Ce dispositif n’a cependant pas eu le succès escompté puisqu’environ 5 000 mandats seulement ont été mis en œuvre depuis 2009. L’une des explications de cet échec se trouve sans doute dans l’absence de publicité de la mesure, qui peut être inconnue du juge saisi d’une demande de protection du majeur.
C’est pourquoi la loi du 28 décembre 2015 relative à l'adaptation de la société au vieillissement a prévu la mise en place d'un registre spécial aux fins qu'y soient enregistrés les mandats de protection future (MPF), ce qui est désormais prévu à l’article 477-1 du code civil.
Je suis convaincue qu’il faut améliorer les différentes modalités de publicité des mesures de protection.

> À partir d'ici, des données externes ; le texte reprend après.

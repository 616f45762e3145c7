//! Role providers populate the provider-specific part of a launch context.
//!
//! A provider serves one role family. The worker only relies on the contract
//! that after [`RoleProvider::populate_launch_context`] returns, the builder
//! holds everything the provider mandates for the role; it knows nothing else
//! about provider internals.

use std::collections::HashMap;
use std::fmt;
use std::path::Path;
use std::sync::Arc;

use async_trait::async_trait;

use crate::context::LaunchContextBuilder;
use crate::error::ProviderError;
use crate::filesystem::ClusterFilesystem;
use crate::role::RoleSpec;

/// Storage server role family.
pub mod storage;

pub use storage::{StorageProviderConfig, StorageServerProvider};

/// Capability interface of one role family.
#[async_trait]
pub trait RoleProvider: Send + Sync {
    /// Name of the role family, for logs.
    fn name(&self) -> &str;

    /// Roles this provider can launch.
    fn roles(&self) -> Vec<String>;

    /// Server sub-command token that starts `role`.
    fn server_command(&self, role: &str) -> Result<String, ProviderError>;

    /// Add provider-mandated environment and resources for `role`.
    ///
    /// `staging_dir` belongs to this launch alone. Files written there are
    /// not staged on their own; add them to `context` as resources.
    async fn populate_launch_context(
        &self,
        context: LaunchContextBuilder,
        fs: &dyn ClusterFilesystem,
        staging_dir: &Path,
        role: &RoleSpec,
    ) -> Result<LaunchContextBuilder, ProviderError>;
}

/// Role name to provider lookup used when workers are constructed.
#[derive(Clone, Default)]
pub struct ProviderRegistry {
    providers: HashMap<String, Arc<dyn RoleProvider>>,
}

impl fmt::Debug for ProviderRegistry {
    fn fmt(&self, f: &mut fmt::Formatter<'_>) -> fmt::Result {
        let mut roles: Vec<(&str, &str)> = self
            .providers
            .iter()
            .map(|(role, provider)| (role.as_str(), provider.name()))
            .collect();
        roles.sort_unstable();
        f.debug_struct("ProviderRegistry")
            .field("roles", &roles)
            .finish()
    }
}

impl ProviderRegistry {
    pub fn new() -> Self {
        Self::default()
    }

    /// Register `provider` for every role it reports.
    pub fn register(&mut self, provider: Arc<dyn RoleProvider>) {
        for role in provider.roles() {
            self.register_role(role, Arc::clone(&provider));
        }
    }

    /// Register `provider` for a single role, replacing any earlier one.
    pub fn register_role(
        &mut self,
        role: impl Into<String>,
        provider: Arc<dyn RoleProvider>,
    ) {
        let role = role.into();
        if let Some(previous) = self.providers.insert(role.clone(), provider) {
            tracing::warn!(
                role = %role,
                previous = %previous.name(),
                "role provider replaced"
            );
        }
    }

    pub fn with_provider(mut self, provider: Arc<dyn RoleProvider>) -> Self {
        self.register(provider);
        self
    }

    pub fn provider_for(&self, role: &str) -> Option<Arc<dyn RoleProvider>> {
        self.providers.get(role).cloned()
    }

    pub fn roles(&self) -> Vec<&str> {
        let mut roles: Vec<&str> =
            self.providers.keys().map(String::as_str).collect();
        roles.sort_unstable();
        roles
    }
}

#[cfg(test)]
mod tests {
    use super::*;

    struct Named(&'static str, &'static [&'static str]);

    #[async_trait]
    impl RoleProvider for Named {
        fn name(&self) -> &str {
            self.0
        }

        fn roles(&self) -> Vec<String> {
            self.1.iter().map(|r| r.to_string()).collect()
        }

        fn server_command(&self, role: &str) -> Result<String, ProviderError> {
            Ok(role.to_string())
        }

        async fn populate_launch_context(
            &self,
            context: LaunchContextBuilder,
            _fs: &dyn ClusterFilesystem,
            _staging_dir: &Path,
            _role: &RoleSpec,
        ) -> Result<LaunchContextBuilder, ProviderError> {
            Ok(context)
        }
    }

    #[test]
    fn test_registry_selects_by_role_name() {
        let registry = ProviderRegistry::new()
            .with_provider(Arc::new(Named("storage", &["master", "worker"])))
            .with_provider(Arc::new(Named("gateway", &["rest"])));

        assert_eq!(registry.roles(), vec!["master", "rest", "worker"]);
        assert_eq!(registry.provider_for("worker").unwrap().name(), "storage");
        assert_eq!(registry.provider_for("rest").unwrap().name(), "gateway");
        assert!(registry.provider_for("thrift").is_none());
    }

    #[test]
    fn test_later_registration_replaces_role() {
        let mut registry = ProviderRegistry::new();
        registry.register(Arc::new(Named("old", &["worker"])));
        registry.register_role("worker", Arc::new(Named("new", &[])));

        assert_eq!(registry.provider_for("worker").unwrap().name(), "new");
    }
}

En pratique, une personne peut ainsi prendre de nombreuses dispositions pour anticiper une incapacité éventuelle : un mandat de protection future pour les décisions sociales affectant l’entreprise qu’elle dirige, des procurations bancaires au bénéfice de son conjoint, la désignation d’un proche en tant que personne de confiance médicale… sans que le juge ait nécessairement connaissance de celles-ci, ce qui peut l’amener, lorsqu’il est saisi aux fins d’ouverture d’une mesure de tutelle, à statuer sans être parfaitement éclairé.
Je vais demander à mes services de me faire des propositions sur ce sujet dans un souci de simplification.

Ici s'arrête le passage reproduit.